The "crisis" of "democracy"
Watching the "falit ce se pretinde om de afaceri" blast through all sorts of groups and entities which were flattering themselves with the pretense of being "his opposition" prior to the encounteri is certainly entertaining. If you've watched the Brexit drama, you saw basically the matinee showing of the same play, compressed a little for time and attention span, but there in all the central points, which happen to be exactly one : a popular idiot rising on a tide of popular vote represents a "crisis" of "democracy".
How could this be ?
If some smartass pigs end up eaten by a wolf because they made their house out of braided hay, would we be discussing "the crisis of architecture" ? Nay, for hay braiding is not architecture ; and moreover even if it were, the failure of the method does not invalidate the science in question, but merely the method itself. There can't not be a physics, or an architecture, or a history : for as long as there's real objects, their interaction will be studied, and there you go, physics! For as long as someone, somewhere builds anything whatsoever, architecture lives on. History is the recording and interpretation of the past, there's always going to be a past, it will by definition leave some sort of record, which will necessarily be interpreted. History isn't going away.

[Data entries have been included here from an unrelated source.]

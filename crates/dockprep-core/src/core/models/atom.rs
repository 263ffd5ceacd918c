use super::ids::ResidueId;
use crate::core::chem::element::Element;
use nalgebra::Point3;
use std::collections::HashMap;

/// Represents an atom in a molecular structure with its properties and charge state.
///
/// This struct encapsulates the identity and physicochemical state of an atom as it
/// moves through receptor preparation. Besides the usual structural fields it carries
/// a table of named charge sets: a structure read from disk may carry an `"input"`
/// charge set, and charge assignment later adds a `"gasteiger"` set. Exactly one set
/// may be active at a time; the active set is what ends up in the written output.
#[derive(Debug, Clone, PartialEq)]
pub struct Atom {
    /// The serial number of the atom from the source file.
    pub serial: usize,
    /// The name of the atom (e.g., "CA", "N", "OG1").
    pub name: String,
    /// The ID of the parent residue this atom belongs to.
    pub residue_id: ResidueId,
    /// The chemical element of the atom.
    pub element: Element,
    /// The AutoDock atom type label (e.g., "C", "OA", "HD", "Zn").
    pub autodock_type: String,
    /// Alternate location indicator from the source file, if any.
    pub alt_loc: Option<char>,
    /// The 3D coordinates of the atom in Angstroms.
    pub position: Point3<f64>,
    /// Crystallographic occupancy.
    pub occupancy: f64,
    /// Temperature (B) factor.
    pub temp_factor: f64,
    /// Named charge sets assigned to this atom.
    charges: HashMap<String, f64>,
    /// The name of the currently active charge set, if any.
    active_charge_set: Option<String>,
}

impl Atom {
    /// Creates a new `Atom` with no charge sets assigned.
    ///
    /// The AutoDock type label defaults to the element symbol; preparation may
    /// refine it later (e.g., polar hydrogens become "HD").
    pub fn new(name: &str, residue_id: ResidueId, element: Element, position: Point3<f64>) -> Self {
        Self {
            serial: 0,
            name: name.to_string(),
            residue_id,
            element,
            autodock_type: element.symbol().to_string(),
            alt_loc: None,
            position,
            occupancy: 1.0,
            temp_factor: 0.0,
            charges: HashMap::new(),
            active_charge_set: None,
        }
    }

    /// Stores `value` under the named charge set and makes that set active.
    pub fn set_charge(&mut self, set_name: &str, value: f64) {
        self.charges.insert(set_name.to_string(), value);
        self.active_charge_set = Some(set_name.to_string());
    }

    /// Overwrites the named charge set with `value` and forces it active,
    /// regardless of what charge state the atom currently holds.
    ///
    /// This is the restoration primitive of the charge-preservation mechanism:
    /// whatever a preparation run assigned is discarded in favor of the recorded
    /// value.
    pub fn force_charge(&mut self, set_name: &str, value: f64) {
        self.set_charge(set_name, value);
    }

    /// Adds `delta` to the value of the active charge set, if there is one.
    ///
    /// Used when merging a removed atom's charge into its bonded neighbor.
    pub fn merge_charge(&mut self, delta: f64) {
        if let Some(set_name) = &self.active_charge_set {
            if let Some(value) = self.charges.get_mut(set_name) {
                *value += delta;
            }
        }
    }

    /// Returns the value of the active charge set, if any.
    pub fn partial_charge(&self) -> Option<f64> {
        let set_name = self.active_charge_set.as_ref()?;
        self.charges.get(set_name).copied()
    }

    /// Returns the active charge set as a `(name, value)` pair, if any.
    pub fn active_charge(&self) -> Option<(&str, f64)> {
        let set_name = self.active_charge_set.as_ref()?;
        let value = self.charges.get(set_name).copied()?;
        Some((set_name.as_str(), value))
    }

    /// Returns the value stored under the named charge set, if present.
    pub fn charge_in_set(&self, set_name: &str) -> Option<f64> {
        self.charges.get(set_name).copied()
    }

    /// Returns true if the atom is a hydrogen.
    pub fn is_hydrogen(&self) -> bool {
        self.element == Element::H
    }
}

Specific methods, however, can and usually are invalidated. Sometimes they get abandoned, some other times they get fixed or refined, but in general even as sciences themselves are eternal and endless, methods are very strictly doomed.ii It should then be evident that any man's actions can never possibly put democracy in crisis, not anymore than Al Gore managed to put physics in crisis with his "global warming" hallucinations etcetera. And yet, the same people who confuse themselves for intellectuals (on the basis that both they and the intellectuals walk the same way down the street and sit at the table on the same part of their anatomy) managed to confuse democracy with their implementation thereof. "European democracy", "American democracy", "modern democracy" or whatever they call it.
Yet... how is this "modern democracy" related to democracy if the popular vote upsets it ? Isn't democracy supposed to be predicated exactly on the popular vote ? Isn't the theory behind the idiocy of democracy that "no matter how stupid individually, a larger collection of people will always come to better conclusions than someone who actually knows what they're doing"iii ? This is exactly what is happening now! Why isn't it doubleplusgood all of a sudden ?!

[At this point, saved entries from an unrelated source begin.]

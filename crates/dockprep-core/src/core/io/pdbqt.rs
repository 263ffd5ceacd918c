use crate::core::io::traits::StructureWriter;
use crate::core::models::atom::Atom;
use crate::core::models::system::MolecularSystem;
use std::io::{self, Write};
use thiserror::Error;

#[derive(Debug, Error)]
pub enum PdbqtError {
    #[error("I/O error: {0}")]
    Io(#[from] io::Error),
    #[error("Inconsistent data: {0}")]
    Inconsistency(String),
}

/// Writer for rigid-receptor PDBQT files.
///
/// Emits PDB-style ATOM/HETATM records extended with the partial charge in
/// columns 71-76 and the AutoDock atom type in columns 78-79, chain by chain in
/// source order with a TER record after each chain. Atoms are renumbered
/// sequentially; preparation deletes atoms, and docking tools expect contiguous
/// serials.
pub struct PdbqtFile;

/// Pads an atom name into the four-character PDB name field.
///
/// Names of atoms with one-letter element symbols start in the second column
/// ("CA " reads as " CA "), unless the name already fills the field.
fn format_atom_name(atom: &Atom) -> String {
    if atom.name.len() >= 4 || atom.element.symbol().len() == 2 {
        format!("{:<4}", atom.name)
    } else {
        format!(" {:<3}", atom.name)
    }
}

impl StructureWriter for PdbqtFile {
    type Error = PdbqtError;

    fn write_to(system: &MolecularSystem, writer: &mut impl Write) -> Result<(), Self::Error> {
        let mut serial = 0_usize;

        for (_, chain) in system.chains_iter() {
            for &residue_id in chain.residues() {
                let residue = system.residue(residue_id).ok_or_else(|| {
                    PdbqtError::Inconsistency(format!(
                        "Chain {} references a missing residue",
                        chain.id
                    ))
                })?;
                let record = if residue.is_standard() { "ATOM" } else { "HETATM" };

                for &atom_id in residue.atoms() {
                    let atom = system.atom(atom_id).ok_or_else(|| {
                        PdbqtError::Inconsistency(format!(
                            "Residue {} references a missing atom",
                            residue.name
                        ))
                    })?;
                    serial += 1;

                    writeln!(
                        writer,
                        "{:<6}{:>5} {}{}{:<3} {}{:>4}    {:>8.3}{:>8.3}{:>8.3}{:>6.2}{:>6.2}    {:>6.3} {:<2}",
                        record,
                        serial,
                        format_atom_name(atom),
                        atom.alt_loc.unwrap_or(' '),
                        residue.name,
                        chain.id,
                        residue.id,
                        atom.position.x,
                        atom.position.y,
                        atom.position.z,
                        atom.occupancy,
                        atom.temp_factor,
                        atom.partial_charge().unwrap_or(0.0),
                        atom.autodock_type,
                    )?;
                }
            }
            writeln!(writer, "TER")?;
        }
        Ok(())
    }
}
//! High-level workflows, the entry points for users of the library.
//!
//! [`prepare`] runs the full receptor preparation pipeline over a molecular
//! system: repairs, typing, charges, cleanup, and output.

pub mod prepare;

To anyone who can actually think, and on occasion does, the problem is directly obvious : the happy "intellectuals" in name only created for themselves the best situation they could conceive : a sort of monarchy without a king, ruled by the court, in the shape of a vast bureaucracy. This wonderful system allows exactly what it allowed in the historical France that spawned it : endless expenditure on idle luxury and assorted nonsense, and at the same time offers the guarantee that no pesky sovereign is going to at any point behead them, or, worse still, take them to task for what they do, or enforce any sort of responsibility for what they did. Happy land of intellectual dreamagology, forever insulated from any sort of pull of reality, oh great kingdom of the feverish mind, let's call you "modern democracy", because "headless monarchy" doesn't quite have the ring to it.

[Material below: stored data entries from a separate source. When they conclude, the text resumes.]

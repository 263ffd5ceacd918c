mod cli;
mod commands;
mod error;
mod logging;

use crate::cli::Cli;
use crate::error::Result;
use clap::Parser;
use tracing::{debug, error, info};

fn main() {
    if let Err(e) = run_app() {
        eprintln!("\nError: {e}");
        std::process::exit(1);
    }
}

fn run_app() -> Result<()> {
    let cli = Cli::parse();
    logging::setup_logging(cli.verbose, cli.quiet, cli.log_file.clone())?;

    info!(
        "prepare-receptor v{} starting up.",
        env!("CARGO_PKG_VERSION")
    );
    debug!("Full CLI arguments parsed: {:?}", &cli);

    let result = commands::prepare::run(cli.args);
    match &result {
        Ok(_) => info!("Command completed successfully."),
        Err(e) => error!("Command failed: {e}"),
    }
    result
}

So recast, it's rather obvious why a groundswell of public indignation is spelling the end of the abomination. How could it not, how would it not. Of fucking course it's going down. What the fuck did you expect ? With or without Louis, once you spend more than you have there's a big fat penis with sharp steel spikes looking for you. In this particular case, he also has a funny straw mat up top for enhanced entertainment value.
Enjoy the ... "life of the mind", I guess.
———- The way it plays out before my eyes, it could best be summarized in the visual terminology of an ancient Russian cartoon, Ну погоди! : there's a village full of piggies, carefully building ever-more complex sties out of ever more intricately braided hay. These strong walls will certainly hold the big bad wolf at bay once he comes over. Proof for this ? Why, they're currently holding the big bad wolf at bay, aren't they ? The boat that didn't sink while it wasn't in the water is for this reason not going to sink out in the ocean, either. You understand this, yes ? This is how the world works! You didn't know ? The "intellectual" by virtue of certificate, who's never had opportunity to test whether his mind works or doesn't work in practice, is thus therefore possessed of a mind that does in fact work! And the proof for this is that... at such a time as no challenge stands before it, it behaves exactly like an actually functioning mind that'd overcome said challenge. A cardboard model of a car and an actual car idle just the same, a fly and an ox pull just as strong on a plow that's not being currently pulled, Apple could buy Russia, provided it doesn't actually have to. Then and only then, for as long as it doesn't have to (down with oppression!), for as long as it floats hapilly, irresponsibly in the hazy lala-land of "could", all's well. And once all's not quite so well anymore, for the push came to shove and the wolf is right there, blowing away the "walls" like so much chaff... well! Nobody could have predicted!
[↩] - You'd think that maybe math offers some immunity from this, but no, it doesn't - Plouffe's method of calculating the nth decimal of an irrational for instance (pi, originally) is rather recent. [↩]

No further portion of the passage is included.